Chores are work the team owes itself: setting up CI, writing tests, fixing a doc page after a customer complains, doing research the team needs. Chores carry no estimate, because they do not ship to a customer. The backlog is heavy on chores at the start of a project; later, chores often appear just in time, like a doc fix triggered by a support call that goes straight to the top of the list. Engineering owns the priority of bugs and chores.

None of this is strict. Everyone assumes everyone else is reasonable and collaborative. The product manager can argue that a "critical" bug is actually a nice-to-fix and not urgent, and move it down the list. An engineer can argue that a feature depends on something else that is not built yet, and ask the product manager to put something else above it. The work is on the priority list, so everyone discusses it together while looking at the same list.

The icebox

There is a Woody Guthrie song with the chorus "this land is your land, this land is my land". The backlog is the PM's land, top to bottom, ranked by priority. The icebox is everyone else's. Engineers throw in features they think would be cool. Solutions engineers add things they heard in customer calls. The PM drops in ideas that are not ready to prioritize. The icebox is not ranked, and nothing in it is being worked on. It is a capture pile.

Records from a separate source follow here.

//! Routing errors.
//!
//! Infeasibility (`NoRoute`) is an expected outcome, not an exceptional one,
//! and carries the query parameters so callers can report *which* request
//! had no feasible path — distinct from referencing a node that does not
//! exist at all.

use capnet_core::NodeId;
use capnet_ledger::LedgerError;
use std::fmt;

// `Display`/`Error` are written by hand: a field named `source` makes
// thiserror's derive treat it as the error's source, but here it is a query
// parameter (the route's source node), which does not implement `Error`.
#[derive(Debug)]
pub enum RouteError {
    NodeNotFound(NodeId),

    NoRoute {
        source: NodeId,
        destination: NodeId,
        demand_gbps: f64,
    },

    IsolatedNodes { count: usize },

    Ledger(LedgerError),
}

impl fmt::Display for RouteError {
    fn fmt(&self, f: &mut fmt::Formatter<'_>) -> fmt::Result {
        match self {
            RouteError::NodeNotFound(node) => write!(f, "node {node} not found"),
            RouteError::NoRoute {
                source,
                destination,
                demand_gbps,
            } => write!(
                f,
                "no route from {source} to {destination} with {demand_gbps} Gbps of capacity on every edge"
            ),
            RouteError::IsolatedNodes { count } => write!(
                f,
                "no edge cover exists: {count} node(s) have no edge with sufficient residual"
            ),
            RouteError::Ledger(inner) => fmt::Display::fmt(inner, f),
        }
    }
}

impl std::error::Error for RouteError {
    fn source(&self) -> Option<&(dyn std::error::Error + 'static)> {
        match self {
            RouteError::Ledger(inner) => std::error::Error::source(inner),
            _ => None,
        }
    }
}

impl From<LedgerError> for RouteError {
    fn from(err: LedgerError) -> Self {
        RouteError::Ledger(err)
    }
}

pub type RouteResult<T> = Result<T, RouteError>;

The icebox becomes useful at planning time. During Monday sprint planning, or in grooming on Friday, items get pulled out, talked through, estimated if they are nearly ready, and moved into the backlog at whatever rank the product manager decides. The chaos of the icebox is intentional: a calm, prioritized backlog and a permanent welcome mat for new ideas need to live in separate lists.

The weekly cadence

Monday sprint planning. If the backlog is well-prepped and the week's stories are clear, you skip the meeting and get to work. When you do meet, you walk the top of the backlog so everyone knows what the week looks like and can ask the PM and the eng lead anything that is not clear. Stories the PM cannot answer clearly tend to slide down or out of the week; the goal is to leave the meeting ready to work, not stuck. Anything still unestimated gets estimated in the meeting, often by a game called pointing poker: count of one, two, three, fingers up. If most of the team puts ten fingers up, the story is too big and needs a spike (a short, time-boxed research chore) to figure out how to break it down for the following week. The icebox is fair game in this meeting; any item the PM decided over the weekend was urgent gets pulled up into the week.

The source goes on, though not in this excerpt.